Point Lookout: a free weekly publication of Chaco Canyon Consulting
Volume 8, Issue 1;   January 2, 2008: Our Last Meeting Together

Our Last Meeting Together

by

You can find lots of tips for making meetings more effective — many at my own Web site. Most are directed toward the chair, or the facilitator if you have one. Here are some suggestions for everybody.

Wandering down the rabbit hole, or two people dueling, or problem-solving an issue that isn't ours to solve, are just three of the countless methods for converting productive meetings into frustrating time sinks. As meeting attendees, we can take more responsibility — and be more accountable — for meeting effectiveness. Here are some tips and insights for meeting attendees.

The rabbit that went down the rabbit-hole

The rabbit that went down the rabbit-hole. A colorized illustration from Alice's Adventures in Wonderland, by Lewis Carroll, from the original illustration by John Tenniel. The title of Chapter 1 of the book is "Down the Rabbit-Hole" and the illustration is from the first page. The phrase itself has been used metaphorically in many different contexts, but in describing group behavior in meetings, it refers to the phenomenon of straying from the immediate topic at hand, and entering into a prolonged discussion, often leading nowhere. Online editions of Alice are available at various Web sites, but this illustration is from the edition at www.gasl.org.

Prepare
Know what you're supposed to know. Don't fake it. If you aren't prepared, tell the chair in advance, privately, to enable agenda adjustment.
Arrive on time
If you know you'll be late, tell the chair. If you don't know in advance, phone or text someone. Don't make the others wait.
Leave space for your teammates
Unless you have specialized knowledge, you probably aren't the only one thinking whatever you're thinking. Let others contribute that thought. Offer it yourself only if nobody else does.
Ask rather than assert
Some of the most valuable contributions are questions. A good question can keep a group from making a serious mistake.
Identify rabbit holes and solution-monging
If you think the group might be lost down a rabbit-hole, or if they might be lost solving a problem they don't even own, say so. They're depending on you.
Stay on topic
Don't derail a productive discussion. If you have something that's off topic, save it for later. It might fit in another agenda item, or another meeting.
Abide by a three-exchange limit
If you get into a back-and-forth with someone, after you've "returned the ball" three times, stop. Everyone else probably tuned out after the second return.
Don't repeat yourself or anyone else
If something's been said once, that's enough. Repetition isn't persuasion.
Respect the chair
If something's been said
once, that's enough.
Repetition isn't persuasion.
The chair (or the chair's designee) owns the process. The chair determines who speaks, in what order, and for how long. The chair determines what goes in the parking lot and what doesn't. If you disagree, invoke a "process check."
Suggesting the best way probably won't help
Contributions of the form "I believe this way is best" are almost worthless. Rarely is there one best way.
Not speaking is extremely helpful
If you're talking, you're keeping things open. Speak only if you think your contribution will significantly enhance the result or the process.
Discussing the discussion is expensive
Adjusting the order of topics might help, but discussing the discussion is an expense, too. The net value added by discussing the discussion is marginal at best.

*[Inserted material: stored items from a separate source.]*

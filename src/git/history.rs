//! Git history extraction using libgit2
//!
//! Walks every local ref newest-first, de-duplicates commits across refs,
//! and classifies each commit's diff against its first parent.

use anyhow::{Context, Result};
use chrono::{DateTime, Duration, FixedOffset, Offset, TimeZone, Utc};
use git2::{Diff, ErrorCode, Oid, Patch, Repository, Sort};
use std::collections::HashSet;
use std::path::Path;
use tracing::debug;

use super::login::infer_login;
use crate::cancel::CancellationToken;
use crate::classifier::{is_documentation_file, is_test_file, ChangeSide, LineStats};
use crate::models::{Commit, DateRange, Identity, RepoRef};
use crate::progress::ProgressReporter;

/// Traversal bounds for one extraction.
#[derive(Debug, Clone, Copy)]
pub struct ExtractOptions {
    /// Days before `since` at which a ref's walk stops outright
    pub cutoff_slack_days: i64,
    /// Consecutive too-old commits after which a ref is abandoned
    pub max_consecutive_old: usize,
    /// Report progress every this many emitted commits
    pub progress_interval: usize,
}

impl Default for ExtractOptions {
    fn default() -> Self {
        Self {
            cutoff_slack_days: 7,
            max_consecutive_old: 100,
            progress_interval: 100,
        }
    }
}

/// Why a ref's walk ended before its root.
#[derive(Debug, Clone, Copy, PartialEq, Eq)]
pub enum StopReason {
    HardCutoff,
    TooManyOld,
    ShallowBoundary,
}

/// Outcome of visiting one commit. Fatal conditions are `Err`.
#[derive(Debug, Clone, Copy, PartialEq, Eq)]
pub enum WalkStep {
    Continue,
    StopRef(StopReason),
}

/// Commit ids already emitted during one extraction.
#[derive(Debug, Default)]
pub struct SeenCommits {
    ids: HashSet<Oid>,
}

impl SeenCommits {
    /// Record `id`; false if it was already present.
    pub fn insert(&mut self, id: Oid) -> bool {
        self.ids.insert(id)
    }

    pub fn len(&self) -> usize {
        self.ids.len()
    }

    pub fn is_empty(&self) -> bool {
        self.ids.is_empty()
    }
}

/// Git history reader for one local clone.
pub struct GitHistory {
    repo: Repository,
}

impl GitHistory {
    /// Open a git repository.
    ///
    /// # Arguments
    /// * `path` - Path to the repository (or any subdirectory)
    pub fn open(path: &Path) -> Result<Self> {
        let repo = Repository::discover(path)
            .with_context(|| format!("Failed to open git repository at {:?}", path))?;
        debug!("Opened git repository at {:?}", repo.path());
        Ok(Self { repo })
    }

    /// Check if a path is inside a git repository.
    pub fn is_git_repo(path: &Path) -> bool {
        Repository::discover(path).is_ok()
    }

    /// Extract every distinct commit in `range` reachable from any local ref.
    pub fn extract_commits(
        &self,
        repo_ref: &RepoRef,
        range: &DateRange,
        options: &ExtractOptions,
        cancel: &CancellationToken,
        reporter: &dyn ProgressReporter,
    ) -> Result<Vec<Commit>> {
        let mut walk = Extraction {
            repo: &self.repo,
            repo_key: repo_ref.key(),
            range,
            options,
            hard_cutoff: range
                .since
                .map(|since| since - Duration::days(options.cutoff_slack_days)),
            cancel,
            reporter,
            seen: SeenCommits::default(),
            commits: Vec::new(),
        };

        for (name, tip) in self.ref_tips()? {
            cancel.check()?;
            walk.walk_ref(&name, tip)
                .with_context(|| format!("Failed to walk {} in {}", name, repo_ref))?;
        }

        debug!(
            "Extracted {} commits from {} ({} distinct visited)",
            walk.commits.len(),
            repo_ref,
            walk.seen.len()
        );
        reporter.report(&format!("{}: {} commits", repo_ref, walk.commits.len()));
        Ok(walk.commits)
    }

    /// Every ref that peels to a commit, sorted by ref name.
    fn ref_tips(&self) -> Result<Vec<(String, Oid)>> {
        let mut tips = Vec::new();
        for reference in self.repo.references()? {
            let reference = reference?;
            let Some(name) = reference.name().map(str::to_string) else {
                continue;
            };
            match reference.peel_to_commit() {
                Ok(commit) => tips.push((name, commit.id())),
                Err(e) => debug!("Skipping ref {}: {}", name, e.message()),
            }
        }
        tips.sort();
        Ok(tips)
    }
}

/// State for one `extract_commits` call; the seen set dies with it.
struct Extraction<'a> {
    repo: &'a Repository,
    repo_key: String,
    range: &'a DateRange,
    options: &'a ExtractOptions,
    hard_cutoff: Option<DateTime<Utc>>,
    cancel: &'a CancellationToken,
    reporter: &'a dyn ProgressReporter,
    seen: SeenCommits,
    commits: Vec<Commit>,
}

impl Extraction<'_> {
    fn walk_ref(&mut self, name: &str, tip: Oid) -> Result<()> {
        let mut revwalk = self.repo.revwalk()?;
        revwalk.set_sorting(Sort::TIME)?;
        revwalk.push(tip)?;

        let mut consecutive_old = 0usize;
        for oid_result in revwalk {
            self.cancel.check()?;

            let oid = match oid_result {
                Ok(oid) => oid,
                Err(e) if is_shallow_boundary(&e) => {
                    debug!("{}: reached shallow boundary", name);
                    return Ok(());
                }
                Err(e) => return Err(e.into()),
            };

            match self.visit(oid, &mut consecutive_old)? {
                WalkStep::Continue => {}
                WalkStep::StopRef(reason) => {
                    debug!("{}: stopped walk ({:?})", name, reason);
                    return Ok(());
                }
            }
        }
        Ok(())
    }

    fn visit(&mut self, oid: Oid, consecutive_old: &mut usize) -> Result<WalkStep> {
        let commit = match self.repo.find_commit(oid) {
            Ok(commit) => commit,
            Err(e) if is_shallow_boundary(&e) => {
                return Ok(WalkStep::StopRef(StopReason::ShallowBoundary))
            }
            Err(e) => return Err(e.into()),
        };

        let timestamp = signature_time(&commit.author().when());
        let when = timestamp.with_timezone(&Utc);

        if self.hard_cutoff.is_some_and(|cutoff| when < cutoff) {
            return Ok(WalkStep::StopRef(StopReason::HardCutoff));
        }
        if self.range.is_after(when) {
            return Ok(WalkStep::Continue);
        }
        if self.range.is_before(when) {
            *consecutive_old += 1;
            if *consecutive_old >= self.options.max_consecutive_old {
                return Ok(WalkStep::StopRef(StopReason::TooManyOld));
            }
            return Ok(WalkStep::Continue);
        }
        *consecutive_old = 0;

        if !self.seen.insert(oid) {
            return Ok(WalkStep::Continue);
        }

        let record = self.build_commit(&commit, timestamp)?;
        self.commits.push(record);

        let interval = self.options.progress_interval.max(1);
        if self.commits.len() % interval == 0 {
            self.reporter.report(&format!(
                "{}: {} commits...",
                self.repo_key,
                self.commits.len()
            ));
        }
        Ok(WalkStep::Continue)
    }

    fn build_commit(
        &self,
        commit: &git2::Commit,
        timestamp: DateTime<FixedOffset>,
    ) -> Result<Commit> {
        // A parent missing from a shallow clone makes this a root commit.
        let parent_tree = if commit.parent_count() > 0 {
            match commit.parent(0) {
                Ok(parent) => Some(parent.tree()?),
                Err(e) if is_shallow_boundary(&e) => None,
                Err(e) => return Err(e.into()),
            }
        } else {
            None
        };
        let tree = commit.tree()?;
        let diff = self
            .repo
            .diff_tree_to_tree(parent_tree.as_ref(), Some(&tree), None)?;
        let summary = summarize_diff(&diff)?;

        let author = commit.author();
        let committer = commit.committer();
        let message = commit
            .message()
            .unwrap_or("")
            .lines()
            .next()
            .unwrap_or("")
            .to_string();

        Ok(Commit {
            hash: commit.id().to_string(),
            repository: self.repo_key.clone(),
            author: signature_identity(&author),
            committer: signature_identity(&committer),
            timestamp,
            message,
            stats: summary.stats,
            files_changed: summary.files_changed,
            has_tests: summary.has_tests,
            is_merge: commit.parent_count() > 1,
        })
    }
}

/// Line and file totals for one diff.
#[derive(Debug, Default)]
struct DiffSummary {
    stats: LineStats,
    files_changed: usize,
    has_tests: bool,
}

fn summarize_diff(diff: &Diff) -> Result<DiffSummary> {
    let mut summary = DiffSummary::default();

    for idx in 0..diff.deltas().len() {
        let Some(patch) = Patch::from_diff(diff, idx)? else {
            continue;
        };
        let delta = patch.delta();
        let path = delta
            .new_file()
            .path()
            .or_else(|| delta.old_file().path())
            .map(|p| p.to_string_lossy().into_owned())
            .unwrap_or_default();

        if is_test_file(&path) {
            summary.has_tests = true;
        }
        if is_documentation_file(&path) {
            continue;
        }
        summary.files_changed += 1;

        for hunk in 0..patch.num_hunks() {
            for line_idx in 0..patch.num_lines_in_hunk(hunk)? {
                let line = patch.line_in_hunk(hunk, line_idx)?;
                let side = match line.origin() {
                    '+' => ChangeSide::Addition,
                    '-' => ChangeSide::Deletion,
                    _ => continue,
                };
                let content = String::from_utf8_lossy(line.content());
                summary
                    .stats
                    .record(side, content.trim_end_matches(['\n', '\r']));
            }
        }
    }

    Ok(summary)
}

fn signature_identity(sig: &git2::Signature) -> Identity {
    let name = sig.name().unwrap_or("Unknown");
    let email = sig.email().unwrap_or("");
    let (login, source) = infer_login(name, email);
    Identity::from_signature(name, email, login, source)
}

/// Convert a git timestamp, keeping the signature's own UTC offset.
fn signature_time(time: &git2::Time) -> DateTime<FixedOffset> {
    let offset = FixedOffset::east_opt(time.offset_minutes() * 60).unwrap_or(Utc.fix());
    offset
        .timestamp_opt(time.seconds(), 0)
        .single()
        .unwrap_or_else(|| DateTime::<Utc>::UNIX_EPOCH.fixed_offset())
}

/// Missing objects past a depth-limited clone's boundary.
fn is_shallow_boundary(err: &git2::Error) -> bool {
    err.code() == ErrorCode::NotFound
}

Most important, approach every meeting as if it were your last meeting together. Pretend that you're leaving the company. Make this next meeting a good one and make sure we all part friends. If you take every meeting one at a time with that point of view, things will probably get better — or as good as you can make them. Go to top Top  Next issue: Towards More Gracious Disagreement  Next Issue

101 Tips for Effective MeetingsDo you spend your days scurrying from meeting to meeting? Do you ever wonder if all these meetings are really necessary? (They aren't) Or whether there isn't some better way to get this work done? (There is) Read 101 Tips for Effective Meetings to learn how to make meetings much more productive and less stressful — and a lot more rare. Order Now!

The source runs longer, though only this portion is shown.